Да и сама старуха почему-то не вызывала доверия. Мало ли о чем они тут совещались, пока Никита знакомился с краеведческим музеем… Ведь если речь шла только о том, что передала бабка, то зачем было изображать сверхсекретность и выставлять Никиту за дверь? А если говорили о чем-то еще, то, значит, Егоровна вовсе не искренняя бабулька. И вообще, может быть, вся эта информация, которую она для Никиты озвучивает, постоянно ссылаясь на то, что, мол, «за что купила, за то продаю», была загодя согласована с Владимиром Алексеевичем. Тогда Никита решил задать контрольный вопрос:
— А зачем же все-таки Михалыч хотел с ним встретиться?
— Да просто сказал, что, мол, важное дело, — глаза у бабки малость забегали. — Забыла спросить-то. Мне так все одно, об чем они говорить хотели.
Главно дело, что живой он, Михалыч-то.
Вроде бы можно было согласиться, но, чем больше Никита анализировал свой разговор с Корнеевым, тем больше ощущал неприятное волнение.
То, что директор-краевед подробно рассказывал о том, как его, бедного-несчастного, мафия одолевала из-за какой-то неудачной публикации в прессе, было не очень логично. Тем более что подозревал в Никите журналиста.
Если б он действительно один раз обжегся на излишнем паблисити, то не стал бы распространяться об этом самом «кладе Федьки Бузуна». Ведь с чего пошел разговор? Никита просто заметил, что милая старушка, экскурсовод Нина Васильевна, упомянула труды Корнеева в связи с историей восстания Степана Разина. А тот сразу насчет клада переспросил, Федьку Бузуна вспомнил и погнал сначала всякую политику с философией, а потом взялся рассказывать о своих изысканиях. Наверняка проверял реакцию Никиты. То есть присматривался, заинтересует Ветрова информация насчет клада?

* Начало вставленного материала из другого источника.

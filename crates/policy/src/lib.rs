// Copyright 2021 Rayhaan Jaufeerally.
//
// Licensed under the Apache License, Version 2.0 (the "License");
// you may not use this file except in compliance with the License.
// You may obtain a copy of the License at
//
//      http://www.apache.org/licenses/LICENSE-2.0
//
// Unless required by applicable law or agreed to in writing, software
// distributed under the License is distributed on an "AS IS" BASIS,
// WITHOUT WARRANTIES OR CONDITIONS OF ANY KIND, either express or implied.
// See the License for the specific language governing permissions and
// limitations under the License.

//! Compiles a declarative router configuration into a per peer routing
//! policy document.

pub mod community;
pub mod compile;
pub mod constraints;
pub mod defaults;
pub mod document;
pub mod error;
pub mod matrix;
pub mod peer_list;
pub mod redistribution;
pub mod resolver;
pub mod schema;
pub mod validator;
pub mod value;

pub use compile::{compile, compile_router, compile_str};
pub use document::PolicyDocument;
pub use error::{CompileError, SchemaError, ValidationErrors, ValidationException};
pub use peer_list::{ListKind, PeerList, RuntimeLists, StateFile};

Может быть, его действительно бандюги запугали? Москва, как известно, тоже охотниками до халявы славится. И связываться с ними, ежели они вдруг за Никитиной спиной стоят, ему не хочется.

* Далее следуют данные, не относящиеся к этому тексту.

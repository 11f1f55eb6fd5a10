// Copyright 2021 Rayhaan Jaufeerally.
//
// Licensed under the Apache License, Version 2.0 (the "License");
// you may not use this file except in compliance with the License.
// You may obtain a copy of the License at
//
//      http://www.apache.org/licenses/LICENSE-2.0
//
// Unless required by applicable law or agreed to in writing, software
// distributed under the License is distributed on an "AS IS" BASIS,
// WITHOUT WARRANTIES OR CONDITIONS OF ANY KIND, either express or implied.
// See the License for the specific language governing permissions and
// limitations under the License.

//! The compiled policy document handed to the daemon config renderer.
//!
//! Every collection is ordered so the same input always produces
//! byte-identical output.

use std::collections::{BTreeMap, BTreeSet};
use std::net::{Ipv4Addr, Ipv6Addr};

use serde::Serialize;

use crate::community::{
    self, CommunityCeiling, CommunityRule, LargeCommunity, Relation, GRACEFUL_SHUTDOWN,
};
use crate::constraints::Constraint;
use crate::redistribution::{self, AcceptancePolicy, KernelExport, RedistributionPolicy};
use crate::resolver::{Filter, ResolvedPeer};
use crate::schema::{IgpConfig, PeerType, Protocol, RouterConfig, StaticRoute, Table};

#[derive(Debug, Clone, PartialEq, Eq, Serialize)]
pub struct PolicyDocument {
    pub router_id: Ipv4Addr,
    #[serde(skip_serializing_if = "Option::is_none")]
    pub asn: Option<u32>,
    pub protocols: Vec<Protocol>,
    pub kernel_export: KernelExport,
    pub static_routes: Vec<StaticRoute>,
    pub igps: Vec<IgpEntry>,
    pub peers: Vec<PeerEntry>,
}

impl PolicyDocument {
    pub fn to_json(&self) -> Result<String, serde_json::Error> {
        serde_json::to_string_pretty(self)
    }

    pub fn peer(&self, name: &str) -> Option<&PeerEntry> {
        self.peers.iter().find(|p| p.name == name)
    }

    pub fn igp(&self, table: Table) -> Option<&IgpEntry> {
        self.igps.iter().find(|i| i.table == table)
    }
}

#[derive(Debug, Clone, PartialEq, Eq, Serialize)]
pub struct IgpEntry {
    pub table: Table,
    pub interfaces: Vec<String>,
    pub export_kernel: bool,
    pub redistribution: RedistributionPolicy,
    pub acceptance: AcceptancePolicy,
}

impl IgpEntry {
    pub fn build(igp: &IgpConfig, router: &RouterConfig, kernel: &KernelExport) -> Self {
        let table = igp.protocol.table();
        IgpEntry {
            table,
            interfaces: igp.interfaces.clone(),
            export_kernel: kernel.exports(table),
            redistribution: redistribution::igp_redistribution(igp, router, kernel),
            acceptance: redistribution::igp_acceptance(igp),
        }
    }
}

/// Community handling for one peer.
#[derive(Debug, Clone, PartialEq, Eq, Serialize)]
pub struct CommunityPolicy {
    #[serde(skip_serializing_if = "Option::is_none")]
    pub relation: Option<Relation>,
    pub rules: BTreeSet<CommunityRule>,
    pub strip_own_inbound: bool,
    /// Well-known community attached to every exported route.
    #[serde(skip_serializing_if = "Option::is_none")]
    pub graceful_shutdown: Option<String>,
    pub blackhole: Vec<LargeCommunity>,
    pub incoming: Vec<LargeCommunity>,
    pub outgoing: Vec<LargeCommunity>,
    pub ceilings: BTreeMap<CommunityCeiling, i64>,
}

#[derive(Debug, Clone, PartialEq, Eq, Serialize)]
pub struct PeerEntry {
    pub name: String,
    pub asn: u32,
    pub peer_type: PeerType,
    #[serde(skip_serializing_if = "Option::is_none")]
    pub description: Option<String>,
    #[serde(skip_serializing_if = "Option::is_none")]
    pub neighbor4: Option<Ipv4Addr>,
    #[serde(skip_serializing_if = "Option::is_none")]
    pub neighbor6: Option<Ipv6Addr>,
    #[serde(skip_serializing_if = "Option::is_none")]
    pub source_address4: Option<Ipv4Addr>,
    #[serde(skip_serializing_if = "Option::is_none")]
    pub source_address6: Option<Ipv6Addr>,
    pub passive: bool,
    #[serde(skip_serializing_if = "Option::is_none")]
    pub multihop: Option<u32>,
    pub graceful_shutdown: bool,
    pub quarantine: bool,
    #[serde(skip_serializing_if = "Option::is_none")]
    pub prefix_limit4: Option<u32>,
    #[serde(skip_serializing_if = "Option::is_none")]
    pub prefix_limit6: Option<u32>,
    #[serde(skip_serializing_if = "Option::is_none")]
    pub rr_cluster_id: Option<Ipv4Addr>,
    pub prepend: u32,
    pub replace_aspath: bool,
    pub filter: Filter,
    pub constraints: Vec<Constraint>,
    pub redistribution: RedistributionPolicy,
    pub acceptance: AcceptancePolicy,
    pub communities: CommunityPolicy,
}

impl PeerEntry {
    pub fn build(
        peer: ResolvedPeer,
        local_asn: u32,
        router: &RouterConfig,
        kernel: &KernelExport,
    ) -> Self {
        let relation = Relation::for_peer_type(peer.peer_type);
        let communities = CommunityPolicy {
            relation,
            rules: community::encode(&peer, local_asn, relation),
            strip_own_inbound: community::strips_own_inbound(peer.peer_type),
            graceful_shutdown: peer
                .graceful_shutdown
                .then(|| format!("{}:{}", GRACEFUL_SHUTDOWN.0, GRACEFUL_SHUTDOWN.1)),
            blackhole: peer.blackhole_community.clone(),
            incoming: peer.incoming_large_communities.clone(),
            outgoing: peer.outgoing_large_communities.clone(),
            ceilings: peer.ceilings.clone(),
        };
        let redistribution = redistribution::peer_redistribution(&peer, router, kernel);
        let acceptance = redistribution::peer_acceptance(&peer);

        PeerEntry {
            redistribution,
            acceptance,
            communities,
            name: peer.name,
            asn: peer.asn,
            peer_type: peer.peer_type,
            description: peer.description,
            neighbor4: peer.neighbor4,
            neighbor6: peer.neighbor6,
            source_address4: peer.source_address4,
            source_address6: peer.source_address6,
            passive: peer.passive,
            multihop: peer.multihop,
            graceful_shutdown: peer.graceful_shutdown,
            quarantine: peer.quarantine,
            prefix_limit4: peer.prefix_limit4,
            prefix_limit6: peer.prefix_limit6,
            rr_cluster_id: peer.rr_cluster_id,
            prepend: peer.prepend,
            replace_aspath: peer.replace_aspath,
            filter: peer.filter,
            constraints: peer.constraints,
        }
    }
}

Даже если начнешь говорить, что ничего нет, кто ж тебе поверит? Опять же риск большой. А ну как бандюки, не удовлетворившись этими россказнями, решат попросту похитить бедного директора, затащить его на какую-нибудь неприметную дачку и начать всякие эксперименты с утюгами, паяльниками и обычным мордобоем, который тоже далеко не всякий стоик выдержит. Но интересно, почему он тогда темнит насчет старика Ермолаева? Ведь история с евстратовским мятежом никаким боком не связана с кладом Федьки Бузуна… А может, все-таки связана?! Егоровна сказала:
— Притомилась я что-то, Никитушка. День сполошныи был, сердце что-то прихватило. Давит. Пойду-ка, прилягу, что ль… А ты, коли надо, ночуй тут, где утром дремал. Спокойной ночи.

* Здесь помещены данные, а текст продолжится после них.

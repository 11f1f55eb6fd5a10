// Copyright 2021 Rayhaan Jaufeerally.
//
// Licensed under the Apache License, Version 2.0 (the "License");
// you may not use this file except in compliance with the License.
// You may obtain a copy of the License at
//
//      http://www.apache.org/licenses/LICENSE-2.0
//
// Unless required by applicable law or agreed to in writing, software
// distributed under the License is distributed on an "AS IS" BASIS,
// WITHOUT WARRANTIES OR CONDITIONS OF ANY KIND, either express or implied.
// See the License for the specific language governing permissions and
// limitations under the License.

//! Access helpers for the untyped value tree the policy is built from.
//!
//! The tree is whatever the YAML loader produced. Every accessor reports a
//! SchemaError carrying the colon separated path of the offending entry.

use std::fmt::Display;
use std::str::FromStr;

use serde_yaml_ng::Value;

use crate::error::{SchemaError, SchemaErrorKind};

/// Parses configuration text into a value tree.
pub fn parse(text: &str) -> Result<Value, SchemaError> {
    serde_yaml_ng::from_str(text).map_err(|e| SchemaError::invalid("", "<document>", e))
}

fn kind_of(value: &Value) -> &'static str {
    match value {
        Value::Null => "null",
        Value::Bool(_) => "boolean",
        Value::Number(_) => "number",
        Value::String(_) => "string",
        Value::Sequence(_) => "list",
        Value::Mapping(_) => "mapping",
        Value::Tagged(_) => "tagged value",
    }
}

/// Node is a borrowed position within the value tree.
#[derive(Debug, Clone)]
pub struct Node<'a> {
    path: String,
    value: &'a Value,
}

impl<'a> Node<'a> {
    pub fn root(value: &'a Value) -> Self {
        Node {
            path: String::new(),
            value,
        }
    }

    pub fn path(&self) -> &str {
        &self.path
    }

    pub fn is_null(&self) -> bool {
        self.value.is_null()
    }

    fn child(&self, key: &str, value: &'a Value) -> Node<'a> {
        let path = if self.path.is_empty() {
            key.to_string()
        } else {
            format!("{}:{}", self.path, key)
        };
        Node { path, value }
    }

    fn wrong_type(&self, expected: &'static str) -> SchemaError {
        SchemaError::new(
            self.path.clone(),
            SchemaErrorKind::WrongType {
                expected,
                found: kind_of(self.value),
            },
        )
    }

    pub fn unknown(&self, key: &str) -> SchemaError {
        SchemaError::new(
            self.path.clone(),
            SchemaErrorKind::UnknownAttribute(key.to_string()),
        )
    }

    pub fn missing(&self, key: &'static str) -> SchemaError {
        SchemaError::new(self.path.clone(), SchemaErrorKind::Missing(key))
    }

    /// Returns the entries of a mapping in document order. A null node is
    /// treated as an empty mapping so that `peers:` with no body is accepted.
    pub fn entries(&self) -> Result<Vec<(String, Node<'a>)>, SchemaError> {
        let mapping = match self.value {
            Value::Null => return Ok(vec![]),
            Value::Mapping(m) => m,
            _ => return Err(self.wrong_type("mapping")),
        };
        let mut out = Vec::with_capacity(mapping.len());
        for (k, v) in mapping {
            let key = match k {
                Value::String(s) => s.clone(),
                Value::Number(n) => n.to_string(),
                Value::Bool(b) => b.to_string(),
                other => {
                    return Err(SchemaError::new(
                        self.path.clone(),
                        SchemaErrorKind::WrongType {
                            expected: "scalar key",
                            found: kind_of(other),
                        },
                    ))
                }
            };
            let node = self.child(&key, v);
            out.push((key, node));
        }
        Ok(out)
    }

    pub fn sequence(&self) -> Result<Vec<Node<'a>>, SchemaError> {
        match self.value {
            Value::Null => Ok(vec![]),
            Value::Sequence(s) => Ok(s
                .iter()
                .enumerate()
                .map(|(i, v)| self.child(&i.to_string(), v))
                .collect()),
            _ => Err(self.wrong_type("list")),
        }
    }

    pub fn as_bool(&self) -> Result<bool, SchemaError> {
        self.value.as_bool().ok_or_else(|| self.wrong_type("boolean"))
    }

    pub fn as_str(&self) -> Result<&'a str, SchemaError> {
        self.value.as_str().ok_or_else(|| self.wrong_type("string"))
    }

    pub fn as_i64(&self) -> Result<i64, SchemaError> {
        self.value.as_i64().ok_or_else(|| self.wrong_type("integer"))
    }

    pub fn as_u32(&self) -> Result<u32, SchemaError> {
        let v = self.as_i64()?;
        u32::try_from(v).map_err(|_| SchemaError::invalid(self.path.clone(), v, "out of range"))
    }

    /// Integers bounded to `0..=max`.
    pub fn as_bounded(&self, max: u32) -> Result<u32, SchemaError> {
        let v = self.as_u32()?;
        if v > max {
            return Err(SchemaError::invalid(
                self.path.clone(),
                v,
                format!("must be between 0 and {}", max),
            ));
        }
        Ok(v)
    }

    /// Parses a string (or a number, for ASN-like values) using FromStr.
    pub fn parse<T>(&self) -> Result<T, SchemaError>
    where
        T: FromStr,
        T::Err: Display,
    {
        let text = match self.value {
            Value::String(s) => s.clone(),
            Value::Number(n) => n.to_string(),
            _ => return Err(self.wrong_type("string")),
        };
        text.parse::<T>()
            .map_err(|e| SchemaError::invalid(self.path.clone(), &text, e))
    }

    pub fn string_list(&self) -> Result<Vec<String>, SchemaError> {
        self.sequence()?
            .iter()
            .map(|n| n.as_str().map(str::to_string))
            .collect()
    }

    pub fn parsed_list<T>(&self) -> Result<Vec<T>, SchemaError>
    where
        T: FromStr,
        T::Err: Display,
    {
        self.sequence()?.iter().map(|n| n.parse::<T>()).collect()
    }
}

— Спокойной ночи, — отозвался Никита, хотя подозревал, что ночь может получиться и неспокойной. Прежде всего потому, что мысли всякие начнут его дергать за нервы, далеко не восстановившиеся после чеченской заварухи. Так, чуть-чуть отошел за полтора года. Кроме того, он подсознательно ощущал какую-то опасность. Может быть, из-за этой утренней истории с киллером, а может, из-за неясностей с Василием Михайловичем Ермолаевым, которые разговор с директором Корнеевым отнюдь не устранил.
Толком не понимая, что именно ему угрожает, Никита чуял дискомфорт. Опять эта чертова Чечня вспоминалась. Там тоже, и не раз, несмотря на отсутствие каких бы то ни было признаков нападения, Никита ощущал подобный же мандраж. И чаще всего не ошибался: через час-полтора начиналась пальба.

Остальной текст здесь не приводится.